Monday, December 28, 2015

Dear Baby Bear- week 7

Dear Baby Bear,

You're about the size of a blue berry! Your steadily growing, and I've finally begun to actually constantly feel nauseous. I love it :) it means you're cookin along just right in there. We still have two more weeks till we see you- I'm really hoping we see your heart beat. You'll be big enough, unless you've stopped growing and are no longer with us. But I'm going to try to be optimistic. 
I've recently started thinking that I may have an elective c-section with you. I worry that if we induce, you'll go into distress and I'll lose you- with the surgery, it's safer for you. So what if I have a longer recovery time? I'll have you, safe in my arms, and that's all that matters.
Of course, I've still got a long while till I need to decide how you'll be delivered into this world. I've also started looking into doctors in Arkansas for when your dad and I make the big move. We're pretty excited. Summer will be difficult, though. I'll be huge and pregnant with you! And Arkansas isn't exactly known for it's mild summers :/
I have a confession to make.... One of my elderly clients asked me today if I was pregnant. I said no.... I don't feel like sharing you with anyone else right now- especially not her. She's not my favorite client and we aren't really that great of friends.
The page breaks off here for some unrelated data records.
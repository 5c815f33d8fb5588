use chrono::{Local, NaiveDateTime, TimeDelta};

/// Where "now" comes from.
///
/// Production uses the local wall clock; tests pin a fixed instant so
/// hour-dependent output is reproducible.
///
/// # Examples
///
/// ```
/// use chrono::NaiveDate;
/// use grid_market_sim::market::clock::Clock;
///
/// let noon = NaiveDate::from_ymd_opt(2024, 7, 1)
///     .unwrap()
///     .and_hms_opt(12, 0, 0)
///     .unwrap();
/// assert_eq!(Clock::Fixed(noon).now(), noon);
/// ```
#[derive(Debug, Clone, Copy, PartialEq, Eq, Default)]
pub enum Clock {
    /// Local wall-clock time.
    #[default]
    System,
    /// A pinned instant.
    Fixed(NaiveDateTime),
}

impl Clock {
    pub fn now(&self) -> NaiveDateTime {
        match self {
            Self::System => Local::now().naive_local(),
            Self::Fixed(at) => *at,
        }
    }
}

/// An hourly sequence of timestamps anchored at one instant.
///
/// Iterates oldest first in both directions, so timestamps are strictly
/// increasing at one-hour spacing.
pub struct HourlySeries {
    /// First timestamp of the series.
    start: NaiveDateTime,
    /// Next index to yield.
    current: usize,
    /// Number of points.
    total: usize,
}

impl HourlySeries {
    /// `len` points ending at `anchor` (the last point is `anchor`).
    pub fn trailing(anchor: NaiveDateTime, len: usize) -> Self {
        let back = len.saturating_sub(1) as i64;
        Self {
            start: anchor - TimeDelta::hours(back),
            current: 0,
            total: len,
        }
    }

    /// `len` points starting at `anchor` (the first point is `anchor`).
    pub fn forward(anchor: NaiveDateTime, len: usize) -> Self {
        Self {
            start: anchor,
            current: 0,
            total: len,
        }
    }
}

impl Iterator for HourlySeries {
    /// `(index, timestamp)`.
    type Item = (usize, NaiveDateTime);

    fn next(&mut self) -> Option<Self::Item> {
        if self.current < self.total {
            let i = self.current;
            self.current += 1;
            Some((i, self.start + TimeDelta::hours(i as i64)))
        } else {
            None
        }
    }

    fn size_hint(&self) -> (usize, Option<usize>) {
        let left = self.total - self.current;
        (left, Some(left))
    }
}

impl ExactSizeIterator for HourlySeries {}

#[cfg(test)]
mod tests {
    use super::*;
    use chrono::NaiveDate;

    fn at(h: u32, m: u32) -> NaiveDateTime {
        NaiveDate::from_ymd_opt(2024, 3, 10)
            .unwrap()
            .and_hms_opt(h, m, 0)
            .unwrap()
    }

    #[test]
    fn trailing_ends_at_anchor() {
        let points: Vec<_> = HourlySeries::trailing(at(10, 30), 24).collect();
        assert_eq!(points.len(), 24);
        assert_eq!(points[23].1, at(10, 30));
        assert_eq!(points[0].1, at(10, 30) - TimeDelta::hours(23));
    }

    #[test]
    fn forward_starts_at_anchor() {
        let points: Vec<_> = HourlySeries::forward(at(22, 0), 3).collect();
        assert_eq!(points[0].1, at(22, 0));
        assert_eq!(points[2].1, at(22, 0) + TimeDelta::hours(2));
    }

    #[test]
    fn spacing_is_exactly_one_hour() {
        let points: Vec<_> = HourlySeries::trailing(at(0, 5), 24).collect();
        for pair in points.windows(2) {
            assert_eq!(pair[1].1 - pair[0].1, TimeDelta::hours(1));
        }
    }

    #[test]
    fn empty_series() {
        assert_eq!(HourlySeries::trailing(at(1, 0), 0).count(), 0);
        assert_eq!(HourlySeries::forward(at(1, 0), 0).len(), 0);
    }

    #[test]
    fn fixed_clock_is_stable() {
        let clock = Clock::Fixed(at(8, 0));
        assert_eq!(clock.now(), clock.now());
    }
}
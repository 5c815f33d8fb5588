//! Hour-of-day classification and the bound tables keyed by it.
//!
//! Every generator picks its sampling ranges from here. Transitions between
//! regimes are step functions: there is no interpolation between adjacent
//! hours.

use rand::Rng;

/// Named time-of-day bucket for market signals.
#[derive(Debug, Clone, Copy, PartialEq, Eq, Hash)]
pub enum Regime {
    /// Hours 7 and 8.
    MorningPeak,
    /// Hours 17 through 20.
    EveningPeak,
    /// Hours 22 through 5 (night).
    OffPeak,
    /// Everything else.
    MidPeak,
}

impl Regime {
    /// Classifies an hour of day. Hours >= 24 wrap.
    pub fn classify(hour: u32) -> Self {
        match hour % 24 {
            7 | 8 => Self::MorningPeak,
            17..=20 => Self::EveningPeak,
            22 | 23 | 0..=5 => Self::OffPeak,
            _ => Self::MidPeak,
        }
    }

    /// `true` for both peak regimes.
    pub fn is_peak(self) -> bool {
        matches!(self, Self::MorningPeak | Self::EveningPeak)
    }

    /// Short label for logs.
    pub fn label(self) -> &'static str {
        match self {
            Self::MorningPeak => "morning-peak",
            Self::EveningPeak => "evening-peak",
            Self::OffPeak => "off-peak",
            Self::MidPeak => "mid-peak",
        }
    }
}

/// Half-open uniform sampling range `[lo, hi)`.
#[derive(Debug, Clone, Copy, PartialEq)]
pub struct Band {
    pub lo: f64,
    pub hi: f64,
}

impl Band {
    pub const fn new(lo: f64, hi: f64) -> Self {
        Self { lo, hi }
    }

    /// Draws one value. A degenerate band (`hi <= lo`) always yields `lo`.
    pub fn sample<R: Rng + ?Sized>(&self, rng: &mut R) -> f64 {
        if self.hi <= self.lo {
            self.lo
        } else {
            rng.random_range(self.lo..self.hi)
        }
    }

    /// `true` if `value` lies in `[lo, hi]`.
    pub fn contains(&self, value: f64) -> bool {
        value >= self.lo && value <= self.hi
    }

    /// Lowers the upper bound to `cap`; the band collapses to `cap` when the
    /// cap sits below the floor.
    pub fn capped(self, cap: f64) -> Self {
        if cap < self.lo {
            Self::new(cap, cap)
        } else {
            Self::new(self.lo, self.hi.min(cap))
        }
    }
}

/// Time-shaped signals with a regime-keyed bound.
#[derive(Debug, Clone, Copy, PartialEq, Eq)]
pub enum Signal {
    /// Shared energy price for the LMP snapshot ($/MWh).
    BaseEnergy,
    /// Day-ahead price for the spread series ($/MWh).
    DayAheadPrice,
    /// Battery discharge (MW), before the per-site cap.
    StorageDischarge,
    /// Battery charge (MW), before the per-site cap.
    StorageCharge,
    /// Battery state of charge (%).
    StorageSoc,
}

/// The (signal, regime) bound table.
pub fn bounds(signal: Signal, regime: Regime) -> Band {
    use Regime::{EveningPeak, MidPeak, MorningPeak, OffPeak};
    use Signal::*;

    match (signal, regime) {
        (BaseEnergy, MorningPeak | EveningPeak) => Band::new(55.0, 85.0),
        (BaseEnergy, OffPeak) => Band::new(25.0, 40.0),
        (BaseEnergy, MidPeak) => Band::new(40.0, 60.0),

        (DayAheadPrice, MorningPeak | EveningPeak) => Band::new(60.0, 90.0),
        (DayAheadPrice, OffPeak | MidPeak) => Band::new(30.0, 50.0),

        (StorageDischarge, MorningPeak | EveningPeak) => Band::new(80.0, DISCHARGE_CAP_MW),
        (StorageDischarge, OffPeak) => Band::new(0.0, 10.0),
        (StorageDischarge, MidPeak) => Band::new(20.0, 60.0),

        (StorageCharge, MorningPeak | EveningPeak) => Band::new(0.0, 10.0),
        (StorageCharge, OffPeak) => Band::new(60.0, CHARGE_CAP_MW),
        (StorageCharge, MidPeak) => Band::new(10.0, 40.0),

        (StorageSoc, MorningPeak | EveningPeak) => Band::new(20.0, 50.0),
        (StorageSoc, OffPeak) => Band::new(30.0, 70.0),
        (StorageSoc, MidPeak) => Band::new(40.0, 80.0),
    }
}

/// Absolute ceiling on peak discharge (MW).
pub const DISCHARGE_CAP_MW: f64 = 200.0;
/// Absolute ceiling on night charge (MW).
pub const CHARGE_CAP_MW: f64 = 150.0;

/// Daily-curve bucket with a widened 6-9 morning ramp, used by the
/// historical price and demand forecast series.
#[derive(Debug, Clone, Copy, PartialEq, Eq)]
pub enum DayBand {
    MorningRamp,
    Daytime,
    EveningPeak,
    EveningDecline,
    Night,
}

impl DayBand {
    /// Bucketing for the historical price curve.
    pub fn price_curve(hour: u32) -> Self {
        match hour % 24 {
            6..=8 => Self::MorningRamp,
            9..=16 => Self::Daytime,
            17..=20 => Self::EveningPeak,
            21 => Self::EveningDecline,
            _ => Self::Night,
        }
    }

    /// Bucketing for the system load curve. The evening peak starts an hour
    /// earlier and the decline lasts an hour longer than on the price curve.
    pub fn load_curve(hour: u32) -> Self {
        match hour % 24 {
            6..=8 => Self::MorningRamp,
            9..=15 => Self::Daytime,
            16..=20 => Self::EveningPeak,
            21 | 22 => Self::EveningDecline,
            _ => Self::Night,
        }
    }

    /// Base LMP range ($/MWh) on the historical price curve.
    pub fn price_band(self) -> Band {
        match self {
            Self::MorningRamp => Band::new(50.0, 75.0),
            Self::Daytime => Band::new(35.0, 55.0),
            Self::EveningPeak => Band::new(60.0, 95.0),
            Self::EveningDecline => Band::new(45.0, 65.0),
            Self::Night => Band::new(20.0, 40.0),
        }
    }

    /// Centre of the system load (MW) on the load curve.
    pub fn load_level_mw(self) -> f64 {
        match self {
            Self::MorningRamp => 21_000.0,
            Self::Daytime => 19_000.0,
            Self::EveningPeak => 22_000.0,
            Self::EveningDecline => 20_000.0,
            Self::Night => 17_000.0,
        }
    }
}

/// Diurnal wind bucket; wind is strongest at night and weakest mid-afternoon.
#[derive(Debug, Clone, Copy, PartialEq, Eq)]
pub enum WindBand {
    Night,
    Midday,
    Shoulder,
}

impl WindBand {
    pub fn classify(hour: u32) -> Self {
        match hour % 24 {
            20..=23 | 0..=7 => Self::Night,
            12..=15 => Self::Midday,
            _ => Self::Shoulder,
        }
    }

    /// Wind output range (MW).
    pub fn band(self) -> Band {
        match self {
            Self::Night => Band::new(3000.0, 5500.0),
            Self::Midday => Band::new(1000.0, 3000.0),
            Self::Shoulder => Band::new(2000.0, 4000.0),
        }
    }
}

/// First daylight hour of the solar window (inclusive).
pub const SOLAR_WINDOW_START: u32 = 8;
/// End of the solar window (exclusive).
pub const SOLAR_WINDOW_END: u32 = 17;

/// `true` while the sun contributes output.
pub fn in_solar_window(hour: u32) -> bool {
    (SOLAR_WINDOW_START..SOLAR_WINDOW_END).contains(&(hour % 24))
}

/// Forecast confidence floor (%).
pub const CONFIDENCE_FLOOR: f64 = 85.0;
const CONFIDENCE_START: f64 = 98.0;
const CONFIDENCE_DECAY_PER_HOUR: f64 = 0.5;

/// Confidence (%) of the forecast point `horizon` hours ahead.
pub fn forecast_confidence(horizon: usize) -> f64 {
    (CONFIDENCE_START - CONFIDENCE_DECAY_PER_HOUR * horizon as f64).max(CONFIDENCE_FLOOR)
}

/// Every hour-dependent bound in one place.
#[derive(Debug, Clone, Copy, PartialEq)]
pub struct RegimeProfile {
    pub hour: u32,
    pub regime: Regime,
    pub base_energy: Band,
    pub day_ahead: Band,
    pub storage_discharge: Band,
    pub storage_charge: Band,
    pub storage_soc: Band,
    pub wind: Band,
    pub solar_active: bool,
    pub load_level_mw: f64,
}

impl RegimeProfile {
    pub fn for_hour(hour: u32) -> Self {
        let hour = hour % 24;
        let regime = Regime::classify(hour);
        Self {
            hour,
            regime,
            base_energy: bounds(Signal::BaseEnergy, regime),
            day_ahead: bounds(Signal::DayAheadPrice, regime),
            storage_discharge: bounds(Signal::StorageDischarge, regime),
            storage_charge: bounds(Signal::StorageCharge, regime),
            storage_soc: bounds(Signal::StorageSoc, regime),
            wind: WindBand::classify(hour).band(),
            solar_active: in_solar_window(hour),
            load_level_mw: DayBand::load_curve(hour).load_level_mw(),
        }
    }
}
I have no reason to tell her, right? I feel bad, because I feel like I'm denying your existence. I think I just did it to protect myself. That, and I don't want to have to deal with all the questions right now. I'm not sure when we will tell the world that you're here and that you might be joining us in a few months. Do you forgive me? 
I know we will be telling our grandparents and close aunts/uncles the weekend after your first ultrasound. I'm going to make your father wear the "my wife is pregnant shirt" that I showed you a few weeks ago. Hopefully someone will read it and get the idea. I've thought of wearing a reveal shirt myself, but I haven't decided on a design or anything.  

Look Baby Bear! This is how bloated you've made your mommy! I'm already in my maternity jeans because you've made all my others too uncomfortable!